Hi
@AlisonBaxter it's likely to be so individual from what I have gleaned, and trust me, I have read so much to get an answer, as I am currently honeymooning without insulin, and live in fear of the day that all changes.
I was told that if/when I start waking constantly over 6, and staying above 8 for extended periods after eating, it will be time to start insulin, and the honeymoon will be ending.
I eat low carb, (100g/day, c.25g per meal plus a couple of nut snacks), and exercise daily - so although my diet is restricted it is not identical each day, but my Libre helps keep me in check and see where I have gone over night and the real spikes etc.
If I ate a 'normal' carb-filled diet I am sure I would need to be on insulin to get my levels down, and be stressing my pancreas into quick submission.

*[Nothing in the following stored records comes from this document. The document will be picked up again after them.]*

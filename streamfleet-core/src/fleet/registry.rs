use std::fmt;
use std::sync::Arc;

use chrono::{DateTime, Utc};
use thiserror::Error;
use tracing::{info, warn};

use crate::clock::Clock;
use crate::store::{get_record, put_record, SharedStore, StoreError};

use super::models::{FleetSummary, Node, NodeStatus};

const NODE_INDEX_KEY: &str = "vps_nodes";

#[derive(Debug, Error)]
pub enum RegistryError {
    #[error("store error: {0}")]
    Store(#[from] StoreError),
    #[error("node {0} not found")]
    NotFound(String),
}

pub type RegistryResult<T> = Result<T, RegistryError>;

fn node_key(id: &str) -> String {
    format!("vps_node:{id}")
}

fn load_key(id: &str) -> String {
    format!("vps_load:{id}")
}

/// Node records and their load counters in the shared store.
#[derive(Clone)]
pub struct NodeRegistry {
    store: Arc<dyn SharedStore>,
    clock: Arc<dyn Clock>,
}

impl fmt::Debug for NodeRegistry {
    fn fmt(&self, f: &mut fmt::Formatter<'_>) -> fmt::Result {
        f.debug_struct("NodeRegistry").finish_non_exhaustive()
    }
}

impl NodeRegistry {
    pub fn new(store: Arc<dyn SharedStore>, clock: Arc<dyn Clock>) -> Self {
        Self { store, clock }
    }

    pub fn register(&self, node: &Node) -> RegistryResult<()> {
        let mut record = node.clone();
        record.updated_at = self.clock.now();
        put_record(self.store.as_ref(), &node_key(&node.id), &record, None)?;
        self.store
            .set(&load_key(&node.id), &node.current_streams.max(0).to_string(), None)?;
        self.store.zadd(
            NODE_INDEX_KEY,
            &node.id,
            node.created_at.timestamp_millis() as f64,
        )?;
        info!(node_id = %node.id, status = %node.status, "node registered");
        Ok(())
    }

    pub fn get(&self, id: &str) -> RegistryResult<Option<Node>> {
        let Some(mut node) = get_record::<Node>(self.store.as_ref(), &node_key(id))? else {
            return Ok(None);
        };
        node.current_streams = self.load(id)?;
        Ok(Some(node))
    }

    pub fn require(&self, id: &str) -> RegistryResult<Node> {
        self.get(id)?
            .ok_or_else(|| RegistryError::NotFound(id.to_string()))
    }

    /// Every registered node in registration order.
    pub fn list(&self) -> RegistryResult<Vec<Node>> {
        let ids = self.store.zrange_by_score(NODE_INDEX_KEY, f64::MAX)?;
        let mut nodes = Vec::with_capacity(ids.len());
        for (id, _) in ids {
            if let Some(node) = self.get(&id)? {
                nodes.push(node);
            }
        }
        Ok(nodes)
    }

    pub fn list_by_status(&self, status: NodeStatus) -> RegistryResult<Vec<Node>> {
        Ok(self
            .list()?
            .into_iter()
            .filter(|node| node.status == status)
            .collect())
    }

    pub fn remove(&self, id: &str) -> RegistryResult<bool> {
        let removed = self.store.delete(&node_key(id))?;
        self.store.delete(&load_key(id))?;
        self.store.zrem(NODE_INDEX_KEY, id)?;
        Ok(removed)
    }

    pub fn set_status(&self, id: &str, status: NodeStatus) -> RegistryResult<Node> {
        self.modify(id, |node| node.status = status)
    }

    /// Back to ACTIVE after a successful update: error cleared, heartbeat refreshed.
    pub fn mark_active(&self, id: &str, agent_version: Option<&str>) -> RegistryResult<Node> {
        let now = self.clock.now();
        self.modify(id, |node| {
            node.status = NodeStatus::Active;
            node.error_message = None;
            node.last_heartbeat_at = Some(now);
            if let Some(version) = agent_version {
                node.agent_version = Some(version.to_string());
            }
        })
    }

    pub fn mark_error(&self, id: &str, message: &str) -> RegistryResult<Node> {
        self.modify(id, |node| {
            node.status = NodeStatus::Error;
            node.error_message = Some(message.to_string());
        })
    }

    pub fn record_heartbeat(
        &self,
        id: &str,
        at: DateTime<Utc>,
        agent_version: Option<&str>,
    ) -> RegistryResult<Node> {
        self.modify(id, |node| {
            node.last_heartbeat_at = Some(at);
            if let Some(version) = agent_version {
                node.agent_version = Some(version.to_string());
            }
        })
    }

    pub fn load(&self, id: &str) -> RegistryResult<i64> {
        Ok(self
            .store
            .get(&load_key(id))?
            .and_then(|raw| raw.parse::<i64>().ok())
            .unwrap_or(0))
    }

    pub fn increment_load(&self, id: &str) -> RegistryResult<i64> {
        Ok(self.store.incr_by(&load_key(id), 1)?)
    }

    pub fn decrement_load(&self, id: &str) -> RegistryResult<i64> {
        let value = self.store.incr_by(&load_key(id), -1)?;
        if value < 0 {
            warn!(node_id = %id, value, "load counter went negative, clamping to zero");
            self.store.set(&load_key(id), "0", None)?;
            return Ok(0);
        }
        Ok(value)
    }

    pub fn set_load(&self, id: &str, value: i64) -> RegistryResult<()> {
        self.store
            .set(&load_key(id), &value.max(0).to_string(), None)?;
        Ok(())
    }

    pub fn summary(&self) -> RegistryResult<FleetSummary> {
        let nodes = self.list()?;
        let mut summary = FleetSummary {
            total_nodes: nodes.len(),
            ..FleetSummary::default()
        };
        for node in &nodes {
            *summary
                .by_status
                .entry(node.status.as_str().to_string())
                .or_insert(0) += 1;
            if node.status == NodeStatus::Active {
                summary.active_capacity += node.max_concurrent_streams as i64;
                summary.active_load += node.current_streams;
            }
        }
        Ok(summary)
    }

    fn modify<F>(&self, id: &str, mutate: F) -> RegistryResult<Node>
    where
        F: FnOnce(&mut Node),
    {
        let key = node_key(id);
        let mut node = get_record::<Node>(self.store.as_ref(), &key)?
            .ok_or_else(|| RegistryError::NotFound(id.to_string()))?;
        mutate(&mut node);
        node.updated_at = self.clock.now();
        put_record(self.store.as_ref(), &key, &node, None)?;
        node.current_streams = self.load(id)?;
        Ok(node)
    }
}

As I'm not a 'foodie' I am happy to 'go without' and prolong my time without insulin in any way I can, including reducing as much stress as possible, (spikes me more than a bag of jelly babies, probably!), and following @glucosegoddess on instagram's hacks (Jessie Inchauspé).
From my own experience I would say the honeymoon will be over when insulin is needed and small amounts don't bring on a hypo because my pancreas has stopped being 'helpful' - I tried for 3 weeks and on 3 units of humulin M3 twice a day I was dipping to the low 4s and treating with Quality Street (it was Christmas!) from being in the 20s at diagnosis aged 51, so I needed to come off it for my sanity.
After 12 months of low carb my HbA1c has kept reducing and my GAD antibodies have also decreased, and I will have my c-peptide re-checked in the summer, as I am bit of an anomaly.
I totally get the wanting to know and have 'proper' definitive answers, but after 16 months I am (happily?) resigned to the fact that with diabetes, there is no such thing.
Just seen you latest post - infections, illness, antibiotics, steroids (everything!) will increase most likely your BG, hopefully temporarily, so I would expect your insulin requirement to go back down a bit when you recover, but your diabetes team will be able to guide you on that.